It turns out that supporting the readdir API is a source of considerable pain for filesystem developers. The API was designed in a simpler age, when directories were essentially linear tables of filenames plus inode numbers. The first of the widely used Linux filesystems, ext2, followed that design. In such filesystems, one can meaningfully talk about an offset within a directory table.
However, in the interests of improving performance and supporting new features, modern filesystems (such as ext4) have long since adopted more complex data structures—typically B-trees (PDF)—for representing directories. The problem with B-tree structures, from the point of view of implementing the readdir() API, is that the nodes in a tree can undergo (sometimes drastic) rearrangements as entries are added to and removed from the tree. This reordering of the tree renders the concept of a directory "offset" meaningless. The lack of a stable offset value is obviously a difficulty when implementing telldir() and seekdir(). However, it is also a problem for the implementation of readdir(), which must be done in such a way that a loop using readdir() to scan an entire directory will return a list of all files in the directory, without duplicates. Consequently, readdir() must internally also maintain some kind of stable representation of a position within the directory stream.
Although there is no notion of an offset inside a B-tree, the implementers of modern filesystems must still support the readdir API (albeit reluctantly); indeed, support for the API is a POSIX requirement. Therefore, it is necessary to find some means of supporting "directory position" semantics. This is generally done by fudging the returned offset value, instead returning an internally understood "cookie" value. The idea is that the kernel computes a hash value that encodes some notion of the current position in a directory (tree) and returns that value (the cookie) to user space. A subsequent readdir() or seekdir() will pass the cookie back to the kernel, at which point the kernel decodes the cookie to derive a position within the directory.
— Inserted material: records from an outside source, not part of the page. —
//! Map, marker and drawing options handed to the provider
//!
//! Defaults reproduce the garden map: satellite imagery centred on the
//! property, a green center marker and one colour per shape kind.

use serde::{Deserialize, Serialize};
use std::fmt;

/// Geographic coordinate in degrees
#[derive(Debug, Clone, Copy, PartialEq, Serialize, Deserialize)]
pub struct LatLng {
    pub lat: f64,
    pub lng: f64,
}

impl LatLng {
    pub const fn new(lat: f64, lng: f64) -> Self {
        Self { lat, lng }
    }

    /// Center of the garden property.
    pub const fn property_center() -> Self {
        Self::new(54.651427935687735, -5.580687100975887)
    }
}

impl Default for LatLng {
    fn default() -> Self {
        Self::property_center()
    }
}

/// Kind of user-drawn overlay
#[derive(Debug, Clone, Copy, PartialEq, Eq, Hash, PartialOrd, Ord, Serialize, Deserialize)]
#[serde(rename_all = "snake_case")]
pub enum ShapeKind {
    Polygon,
    Rectangle,
    Circle,
}

impl ShapeKind {
    pub const ALL: [ShapeKind; 3] = [ShapeKind::Polygon, ShapeKind::Rectangle, ShapeKind::Circle];

    pub fn as_str(&self) -> &'static str {
        match self {
            ShapeKind::Polygon => "polygon",
            ShapeKind::Rectangle => "rectangle",
            ShapeKind::Circle => "circle",
        }
    }
}

impl fmt::Display for ShapeKind {
    fn fmt(&self, f: &mut fmt::Formatter<'_>) -> fmt::Result {
        f.write_str(self.as_str())
    }
}

#[derive(Debug, Clone, Copy, Default, PartialEq, Eq, Serialize, Deserialize)]
#[serde(rename_all = "snake_case")]
pub enum MapTypeId {
    Roadmap,
    #[default]
    Satellite,
    Hybrid,
    Terrain,
}

#[derive(Debug, Clone, Copy, Default, PartialEq, Eq, Serialize, Deserialize)]
#[serde(rename_all = "snake_case")]
pub enum MapTypeControlStyle {
    Default,
    #[default]
    HorizontalBar,
    DropdownMenu,
}

#[derive(Debug, Clone, Copy, PartialEq, Eq, Serialize, Deserialize)]
#[serde(rename_all = "snake_case")]
pub enum ControlPosition {
    TopLeft,
    TopCenter,
    TopRight,
    LeftTop,
    LeftCenter,
    RightTop,
    BottomCenter,
}

#[derive(Debug, Clone, Copy, Default, PartialEq, Eq, Serialize, Deserialize)]
#[serde(rename_all = "snake_case")]
pub enum GestureHandling {
    #[default]
    Auto,
    Cooperative,
    Greedy,
    #[serde(rename = "none")]
    Disabled,
}

/// Display flags for map construction
#[derive(Debug, Clone, PartialEq, Serialize, Deserialize)]
#[serde(default)]
pub struct DisplayOptions {
    pub map_type: MapTypeId,
    pub map_type_control: bool,
    pub map_type_control_style: MapTypeControlStyle,
    pub map_type_control_position: ControlPosition,
    pub zoom_control: bool,
    pub street_view_control: bool,
    pub fullscreen_control: bool,
    pub gesture_handling: GestureHandling,
    /// Hide point-of-interest labels so garden regions stay readable
    pub hide_poi_labels: bool,
}

impl Default for DisplayOptions {
    fn default() -> Self {
        Self {
            map_type: MapTypeId::Satellite,
            map_type_control: true,
            map_type_control_style: MapTypeControlStyle::HorizontalBar,
            map_type_control_position: ControlPosition::TopCenter,
            zoom_control: true,
            street_view_control: false,
            fullscreen_control: true,
            gesture_handling: GestureHandling::Auto,
            hide_poi_labels: true,
        }
    }
}

/// Everything the provider needs to construct one map
#[derive(Debug, Clone, PartialEq)]
pub struct MapOptions {
    pub center: LatLng,
    pub zoom: f64,
    pub display: DisplayOptions,
}

/// Circle symbol drawn for the center marker
#[derive(Debug, Clone, PartialEq, Serialize, Deserialize)]
#[serde(default)]
pub struct MarkerIcon {
    pub fill_color: String,
    pub fill_opacity: f64,
    pub stroke_color: String,
    pub stroke_weight: u32,
    pub scale: f64,
}

impl Default for MarkerIcon {
    fn default() -> Self {
        Self {
            fill_color: "#4caf50".to_string(),
            fill_opacity: 1.0,
            stroke_color: "#2d8659".to_string(),
            stroke_weight: 3,
            scale: 10.0,
        }
    }
}

#[derive(Debug, Clone, PartialEq)]
pub struct MarkerOptions {
    pub position: LatLng,
    pub title: String,
    pub icon: MarkerIcon,
}

/// Stroke and fill of one shape kind
#[derive(Debug, Clone, PartialEq, Serialize, Deserialize)]
pub struct ShapeStyle {
    pub fill_color: String,
    pub fill_opacity: f64,
    pub stroke_color: String,
    pub stroke_weight: u32,
    #[serde(default = "default_true")]
    pub clickable: bool,
    #[serde(default = "default_true")]
    pub editable: bool,
    #[serde(default = "default_z_index")]
    pub z_index: i32,
}

fn default_true() -> bool {
    true
}

fn default_z_index() -> i32 {
    1
}

impl ShapeStyle {
    fn filled(fill_color: &str, stroke_color: &str) -> Self {
        Self {
            fill_color: fill_color.to_string(),
            fill_opacity: 0.3,
            stroke_color: stroke_color.to_string(),
            stroke_weight: 2,
            clickable: true,
            editable: true,
            z_index: 1,
        }
    }

    pub fn default_for(kind: ShapeKind) -> Self {
        match kind {
            ShapeKind::Polygon => Self::filled("#4caf50", "#2d8659"),
            ShapeKind::Rectangle => Self::filled("#2196f3", "#1976d2"),
            ShapeKind::Circle => Self::filled("#ff9800", "#f57c00"),
        }
    }
}

/// Drawing surface configuration
#[derive(Debug, Clone, PartialEq, Serialize, Deserialize)]
#[serde(default)]
pub struct DrawingOptions {
    /// Active tool when the surface attaches; `None` is hand (pan) mode
    pub initial_mode: Option<ShapeKind>,
    pub control_position: ControlPosition,
    pub modes: Vec<ShapeKind>,
    pub polygon: ShapeStyle,
    pub rectangle: ShapeStyle,
    pub circle: ShapeStyle,
}

impl Default for DrawingOptions {
    fn default() -> Self {
        Self {
            initial_mode: None,
            control_position: ControlPosition::LeftTop,
            modes: ShapeKind::ALL.to_vec(),
            polygon: ShapeStyle::default_for(ShapeKind::Polygon),
            rectangle: ShapeStyle::default_for(ShapeKind::Rectangle),
            circle: ShapeStyle::default_for(ShapeKind::Circle),
        }
    }
}

impl DrawingOptions {
    pub fn style_for(&self, kind: ShapeKind) -> &ShapeStyle {
        match kind {
            ShapeKind::Polygon => &self.polygon,
            ShapeKind::Rectangle => &self.rectangle,
            ShapeKind::Circle => &self.circle,
        }
    }
}

/// Per-initialization options beyond center and zoom
#[derive(Debug, Clone, PartialEq)]
pub struct InitOptions {
    pub display: DisplayOptions,
    pub marker_title: String,
    pub marker_icon: MarkerIcon,
    /// `None` realizes a view-only map without a drawing surface
    pub drawing: Option<DrawingOptions>,
}

impl Default for InitOptions {
    fn default() -> Self {
        Self {
            display: DisplayOptions::default(),
            marker_title: "Property Center - 1 Acre Garden".to_string(),
            marker_icon: MarkerIcon::default(),
            drawing: Some(DrawingOptions::default()),
        }
    }
}

impl InitOptions {
    pub fn without_drawing(mut self) -> Self {
        self.drawing = None;
        self
    }

    pub(crate) fn marker_at(&self, position: LatLng) -> MarkerOptions {
        MarkerOptions {
            position,
            title: self.marker_title.clone(),
            icon: self.marker_icon.clone(),
        }
    }
}
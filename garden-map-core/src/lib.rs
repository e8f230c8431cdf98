//! Garden Map Core - provider loading and overlay lifecycle coordination
//!
//! Realizes an interactive satellite map on which garden regions are drawn as
//! polygons, rectangles and circles. The external mapping SDK is reached only
//! through the [`MapsProvider`] capability trait, so the same coordination code
//! runs against a browser binding or the in-memory [`SimulatedProvider`].
//!
//! # Architecture
//!
//! ```text
//! ┌─────────────────────────────────────────────────────────────────┐
//! │  Composition root: one LoaderCoordinator shared via Arc         │
//! └─────────────────────────────────────────────────────────────────┘
//!                               │
//!                               ▼
//! ┌─────────────────────────────────────────────────────────────────┐
//! │                  MapLifecycleController                         │
//! │   Idle → Polling → LoadingSdk → Constructing → Ready            │
//! └─────────────────────────────────────────────────────────────────┘
//!                               │
//!                               ▼
//! ┌─────────────────────────────────────────────────────────────────┐
//! │                  DrawingOverlayManager                          │
//! │      ShapeRecords  ⇄  live overlays  →  ShapeObserver           │
//! └─────────────────────────────────────────────────────────────────┘
//! ```
//!
//! # Usage
//!
//! ```ignore
//! use garden_map_core::{Credential, GardenMapConfig, LoaderCoordinator, MapLifecycleController};
//!
//! let config = GardenMapConfig::from_file("config/garden_map.yaml")?;
//! let loader = Arc::new(LoaderCoordinator::new(provider.clone(), config.loader.clone()));
//!
//! let controller = MapLifecycleController::new(provider, loader)
//!     .with_container_wait(config.container.clone())
//!     .with_observer(observer);
//! let map = controller
//!     .initialize(&slot, &credential, config.map.center, config.map.zoom, &config.init_options())
//!     .await?;
//! ```

pub mod config;
pub mod container;
pub mod lifecycle;
pub mod loader;
pub mod options;
pub mod overlay;
pub mod provider;
pub mod sim;

use std::sync::{Mutex, MutexGuard, PoisonError};

// Re-export main types
pub use config::{ConfigError, ContainerWait, Credential, GardenMapConfig, MapSection};
pub use container::{ContainerSlot, ContainerSource};
pub use lifecycle::{LifecycleStatus, MapError, MapLifecycleController};
pub use loader::{LoadError, LoadRequest, LoadStatus, LoaderCoordinator, LoaderSettings, SdkLibrary};
pub use options::{
    DisplayOptions, DrawingOptions, InitOptions, LatLng, MapOptions, MarkerOptions, ShapeKind,
    ShapeStyle,
};
pub use overlay::{DrawingOverlayManager, ShapeId, ShapeObserver, ShapeRecord};
pub use provider::{
    ContainerId, EventListener, EventName, EventTarget, ListenerId, MapEvent, MapId, MapsProvider,
    MarkerId, OverlayId, ProviderError, SurfaceId,
};
pub use sim::SimulatedProvider;

/// Locks a std mutex, recovering the guard if a previous holder panicked.
///
/// Critical sections in this crate leave their data consistent before
/// calling out; a poisoned guard is still valid to use.
pub(crate) fn lock<T>(mutex: &Mutex<T>) -> MutexGuard<'_, T> {
    mutex.lock().unwrap_or_else(PoisonError::into_inner)
}
#[async_trait]
impl MapsProvider for SimulatedProvider {
    async fn fetch(&self, request: &LoadRequest) -> Result<(), ProviderError> {
        self.fetch_calls.fetch_add(1, Ordering::SeqCst);
        debug!(url = %request.script_url(), "Simulated SDK fetch");

        let fail = {
            let mut state = lock(&self.state);
            if state.failing_fetches > 0 {
                state.failing_fetches -= 1;
                true
            } else {
                false
            }
        };

        if !self.fetch_delay.is_zero() {
            tokio::time::sleep(self.fetch_delay).await;
        }

        if fail {
            return Err(ProviderError::Fetch("network error".to_string()));
        }
        lock(&self.state).loaded = true;
        Ok(())
    }

    fn create_map(
        &self,
        container: &ContainerId,
        options: &MapOptions,
    ) -> Result<MapId, ProviderError> {
        let mut state = lock(&self.state);
        if !state.loaded {
            return Err(ProviderError::NotLoaded);
        }
        if let Some(reason) = &state.construction_failure {
            return Err(ProviderError::Construction(reason.clone()));
        }
        let map = MapId(state.next());
        state.maps.insert(
            map,
            SimMap {
                container: container.clone(),
                options: options.clone(),
            },
        );
        Ok(map)
    }

    fn destroy_map(&self, map: MapId) {
        let mut state = lock(&self.state);
        if state.maps.remove(&map).is_none() {
            return;
        }
        state.markers.retain(|_, (owner, _)| *owner != map);

        let surfaces: Vec<SurfaceId> = state
            .surfaces
            .iter()
            .filter(|(_, s)| s.map == map)
            .map(|(id, _)| *id)
            .collect();
        for surface in surfaces {
            state.surfaces.remove(&surface);
            state.drop_listeners_on(EventTarget::Surface(surface));
        }

        let overlays: Vec<OverlayId> = state
            .overlays
            .iter()
            .filter(|(_, o)| o.map == map)
            .map(|(id, _)| *id)
            .collect();
        for overlay in overlays {
            state.overlays.remove(&overlay);
            state.drop_listeners_on(EventTarget::Overlay(overlay));
        }
    }

    fn place_marker(&self, map: MapId, marker: &MarkerOptions) -> Result<MarkerId, ProviderError> {
        let mut state = lock(&self.state);
        if !state.maps.contains_key(&map) {
            return Err(ProviderError::UnknownMap(map));
        }
        let id = MarkerId(state.next());
        state.markers.insert(id, (map, marker.clone()));
        Ok(id)
    }

    fn attach_drawing_surface(
        &self,
        map: MapId,
        options: &DrawingOptions,
    ) -> Result<SurfaceId, ProviderError> {
        let mut state = lock(&self.state);
        if !state.maps.contains_key(&map) {
            return Err(ProviderError::UnknownMap(map));
        }
        let surface = SurfaceId(state.next());
        state.surfaces.insert(
            surface,
            SimSurface {
                map,
                options: options.clone(),
                mode: options.initial_mode,
                attached: true,
            },
        );
        Ok(surface)
    }

    fn detach_drawing_surface(&self, surface: SurfaceId) {
        let mut state = lock(&self.state);
        state.surface_detach_calls += 1;
        if let Some(s) = state.surfaces.get_mut(&surface) {
            s.attached = false;
        }
    }

    fn remove_overlay(&self, overlay: OverlayId) {
        lock(&self.state).overlays.remove(&overlay);
    }

    fn subscribe(
        &self,
        target: EventTarget,
        event: EventName,
        listener: EventListener,
    ) -> Result<ListenerId, ProviderError> {
        let mut state = lock(&self.state);
        if state.reject_subscriptions {
            return Err(ProviderError::Construction(format!(
                "cannot subscribe to {}",
                event.as_str()
            )));
        }
        match target {
            EventTarget::Surface(surface) if !state.surfaces.contains_key(&surface) => {
                return Err(ProviderError::UnknownSurface(surface));
            }
            EventTarget::Overlay(overlay) if !state.overlays.contains_key(&overlay) => {
                return Err(ProviderError::UnknownOverlay(overlay));
            }
            _ => {}
        }
        let id = ListenerId(state.next());
        state.listeners.insert(
            id,
            SimListener {
                target,
                event,
                callback: listener,
            },
        );
        Ok(id)
    }

    fn unsubscribe(&self, listener: ListenerId) {
        let mut state = lock(&self.state);
        state.unsubscribe_calls += 1;
        state.listeners.remove(&listener);
    }
}
//! MapLifecycleController - realize, observe and tear down one map
//!
//! ## State machine
//!
//! ```text
//!   Idle ─▶ Polling ─▶ LoadingSdk ─▶ Constructing ─▶ Ready
//!     │        │           │              │
//!     └────────┴───────────┴──────────────┴──▶ Failed(reason)
//!
//!   teardown(): any state ─▶ TornDown (terminal)
//! ```
//!
//! Initialization steps run strictly in order: validate credential, wait for
//! the container, load the SDK, re-check the container, construct map and
//! marker, attach drawing, publish `Ready`. Teardown may arrive at any
//! suspension point; a map constructed after teardown is released before
//! `initialize` returns and is never published.
//!
//! The status is published on a `watch` channel so hosts can render the
//! loading, error and ready states without polling.

use std::sync::{Arc, Mutex};
use tokio::sync::watch;
use tracing::{debug, error, info, warn};

use crate::config::{ContainerWait, Credential};
use crate::container::ContainerSource;
use crate::loader::{LoadError, LoaderCoordinator};
use crate::lock;
use crate::options::{InitOptions, LatLng, MapOptions};
use crate::overlay::{DrawingOverlayManager, ShapeObserver};
use crate::provider::{ContainerId, MapId, MapsProvider, MarkerId, ProviderError};

/// Errors from [`MapLifecycleController::initialize`]
#[derive(Debug, Clone, PartialEq, Eq, thiserror::Error)]
pub enum MapError {
    #[error("maps credential is missing")]
    MissingCredential,
    #[error("map container not available after {attempts} checks ({waited_ms} ms)")]
    ContainerUnavailable { attempts: u32, waited_ms: u64 },
    #[error("map container was removed while the SDK loaded")]
    ContainerLost,
    #[error("maps SDK failed to load: {0}")]
    SdkLoadFailure(#[source] LoadError),
    #[error("map construction failed: {0}")]
    Construction(#[from] ProviderError),
    #[error("map controller was torn down")]
    TornDown,
    #[error("map initialization already {0}")]
    AlreadyStarted(&'static str),
}

impl MapError {
    /// The single explanatory message shown to end users.
    pub fn user_message(&self) -> String {
        match self {
            MapError::MissingCredential => {
                "Google Maps API key not found. Please check your environment variables."
                    .to_string()
            }
            MapError::ContainerUnavailable { waited_ms, .. } => {
                format!("Map element not available after {}", describe_wait(*waited_ms))
            }
            MapError::ContainerLost => "Map element lost during API load".to_string(),
            MapError::SdkLoadFailure(_) => "Failed to load Google Maps".to_string(),
            other => other.to_string(),
        }
    }

    /// Whether re-invoking `initialize` may succeed without a configuration change.
    pub fn is_retryable(&self) -> bool {
        matches!(
            self,
            MapError::ContainerUnavailable { .. }
                | MapError::ContainerLost
                | MapError::SdkLoadFailure(_)
        )
    }
}

/// "5 seconds", "1 second" or "0.6 seconds"
fn describe_wait(waited_ms: u64) -> String {
    match waited_ms {
        1000 => "1 second".to_string(),
        ms if ms % 1000 == 0 => format!("{} seconds", ms / 1000),
        ms => format!("{} seconds", ms as f64 / 1000.0),
    }
}

/// Caller-visible controller status
#[derive(Debug, Clone, PartialEq, Eq)]
pub enum LifecycleStatus {
    Idle,
    Polling,
    LoadingSdk,
    Constructing,
    Ready(MapId),
    Failed(MapError),
    TornDown,
}

impl LifecycleStatus {
    pub fn as_str(&self) -> &'static str {
        match self {
            LifecycleStatus::Idle => "idle",
            LifecycleStatus::Polling => "polling",
            LifecycleStatus::LoadingSdk => "loading_sdk",
            LifecycleStatus::Constructing => "constructing",
            LifecycleStatus::Ready(_) => "ready",
            LifecycleStatus::Failed(_) => "failed",
            LifecycleStatus::TornDown => "torn_down",
        }
    }

    /// True between the start of initialization and `Ready`/`Failed`.
    pub fn is_loading(&self) -> bool {
        matches!(
            self,
            LifecycleStatus::Polling | LifecycleStatus::LoadingSdk | LifecycleStatus::Constructing
        )
    }
}

/// Map and drawing surface owned by one controller
struct RealizedMap {
    map: MapId,
    marker: MarkerId,
    overlays: Option<DrawingOverlayManager>,
}

impl RealizedMap {
    /// Overlays go first, then the map itself.
    fn release(self, provider: &dyn MapsProvider) {
        if let Some(overlays) = &self.overlays {
            overlays.detach();
        }
        provider.destroy_map(self.map);
        debug!(map = %self.map, marker = %self.marker, "Map released");
    }
}

/// Owns one map instance from container wait to teardown
pub struct MapLifecycleController {
    provider: Arc<dyn MapsProvider>,
    loader: Arc<LoaderCoordinator>,
    wait: ContainerWait,
    observer: Option<Arc<dyn ShapeObserver>>,
    realized: Mutex<Option<RealizedMap>>,
    status: watch::Sender<LifecycleStatus>,
}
Encoding the directory position as a cookie works, more or less, but has some limitations. The cookie has historically been a 31-bit hash value, because older NFS implementations could handle only 32-bit cookies. (The hash is 31-bit because the off_t type used to represent the information is defined as a signed type, and negative offsets are not allowed.) In earlier times, a 31-bit hash was not too much of a problem: filesystem limitations meant that directories were usually small, so the chance that two directory entries would hash to the same value was small.
However, modern filesystems allow for large directories—so large that the chance of two files producing the same 31-bit hash is significant. For example, in a directory with 2000 entries, the chance of a collision is around 0.1%. In a directory with 32,768 entries (the historical limit in ext2), the chance is somewhat more than 20%. (For the math behind these numbers, see the Wikipedia article on the Birthday Paradox.) Modern filesystems have much higher limits on the number of files in a directory, with a corresponding increase in the chance of hash collisions; in a directory with 100,000 entries, the probability is over 90%.
Two files that hash to the same cookie value can lead to problems when using readdir(), especially on NFS. Suppose that we want to scan all of the files in a directory. And suppose that two files, say abc and xyz, hash to the same value, and that the directory is ordered such that abc is scanned first. When an NFS client readdir() later reaches the file xyz, it will receive a cookie that is exactly the same as for abc. Upon passing that cookie back to the NFS server, the next readdir() will commence at the file following abc. The NFS client code has some logic to detect this situation; that logic causes readdir() to give the (somewhat counter-intuitive) error ELOOP, "Too many levels of symbolic links".
This error can be fairly easily reproduced on NFS with older kernels. One simply has to create an ext4 directory containing enough files, mount that directory over NFS, and run any program that performs a readdir() loop over the directory on the NFS client. When working with a local filesystem (no NFS involved), the same problem exists, but in a different form. One does not encounter it when using readdir(), because of the way in which that function is implemented on top of the getdents() system call. Essentially, opendir() opens a file descriptor that is used by getdents(); the kernel is able to internally associate a directory position with that file descriptor, so cookies play no part in the implementation of readdir(). By contrast, because NFS is stateless, each readdir() over NFS requires that the NFS server explicitly locate the directory position corresponding to the cookie sent by the client.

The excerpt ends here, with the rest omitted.